Friday, July 29, 2011

The ILC’s Maiden Voyage to Vanderbilt: “Just Keep Swimming”


It feels so foreign, not being in Hank Ingram House playing with cards with classmates and proctors, but being alone in a hotel room preparing to go home. Vanderbilt was my home for the last three weeks and I felt its Southern Hospitality throughout its inviting campus. I’m glad to be off a set schedule, but at the same time the schedule allowed us to see everything the school and the community had to offer. I’m also glad to be out of class or not having the responsibility to wake up early during the summer; because in most instances my World Religions course wasn’t a class to me, but a precious opportunity to learn about something interesting from an expert in that field. Another thing I’m ecstatic about is the fact that I get to see my family even though I must temporarily leave the family I called my own for three weeks, full of smart motivated kids full of different interests and desires. I truly enjoyed getting to know each one of them including staff, my TA, and my professor.

To accomplish the goals we had set earlier in the trip, to see the sites of the cities in which we stayed, we had to leave earlier than the other campers, at about 7:00AM. We were quite exhausted from staying up late hours into the night signing autographs and blogging and then waking up early that we fell asleep throughout our whole ride to Atlanta, excluding breakfast and our trip to Ruby Falls in Lookout Mountain. Yes, I literally mean inside Lookout Mountain. Within the Mountain are caves, one leading to a waterfall over 120 ft high submerged in about 1100ft of solid limestone. The Falls are a beautiful attraction, but not the only one; the path to the Falls have many beautiful and unique rock formations like the onyx column and the leaning tower.

Upon our entrance into the city we immediately went to the CNN center to explore the eight stories of innovation and history. When one enters, they immediately notice they house the largest unsupported elevator, only being held by its start and end point, it spans the whole eight stories. I learned how green screen and Teleprompters work along with the stressful and intense life these dedicated broadcasters lead in order to inform us about what’s going on.

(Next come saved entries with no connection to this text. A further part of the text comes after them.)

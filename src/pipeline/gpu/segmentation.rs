use super::{GpuStage, StageContext, StageOutcome};
use crate::segmentation::Preprocessor;
use anyhow::{Context, Result};

/// Runs the backend over the input region the resize stage filled.
pub(crate) struct InferenceStage;

impl GpuStage for InferenceStage {
    fn name(&self) -> &'static str {
        "inference"
    }

    fn run(&mut self, ctx: &mut StageContext<'_>) -> Result<StageOutcome> {
        ctx.backend
            .run_inference()
            .context("Segmentation inference failed")?;
        Ok(StageOutcome::Continue)
    }

    fn release(&mut self) {}
}

/// Uploads the backend's output region into the segmentation texture.
pub(crate) struct LoadSegmentationStage {
    bytes: Vec<u8>,
}

impl LoadSegmentationStage {
    pub fn new() -> Self {
        Self { bytes: Vec::new() }
    }
}

impl GpuStage for LoadSegmentationStage {
    fn name(&self) -> &'static str {
        "load segmentation"
    }

    fn run(&mut self, ctx: &mut StageContext<'_>) -> Result<StageOutcome> {
        Preprocessor::matte_to_bytes(ctx.backend.output_region(), &mut self.bytes);
        ctx.textures.segmentation.upload(ctx.gpu, &self.bytes, 1);
        Ok(StageOutcome::Continue)
    }

    fn release(&mut self) {
        self.bytes = Vec::new();
    }
}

After leaving the CNN center we began to make plans to head to the Georgia Aquarium and the Ocean Voyager, the largest indoor habitat for animals. When we had finished checking in at our hotel we headed for the Aquarium, which on our first approach looked empty. Then we noticed the multitude of people in the courtyard waiting to buy tickets or to enter into the building. When we had purchased our tickets and were admitted into the building, we saw the vast amount of exhibits: Georgia’s waters, coral reef life, fresh water animals, cold water animals, dolphins, and the famed Ocean Voyager exhibit. It was amazing; we saw a huge array of animals including whale sharks, manta rays, beluga whales, otters, penguins, fish, shellfish, and even sea anemonemone (anemone) according to Nemo of “Finding Nemo”, also Nemo’s species of clownfish.

This brought me back to the words of Dori that stay with me through any circumstances especially regarding school and college “just keep swimming.”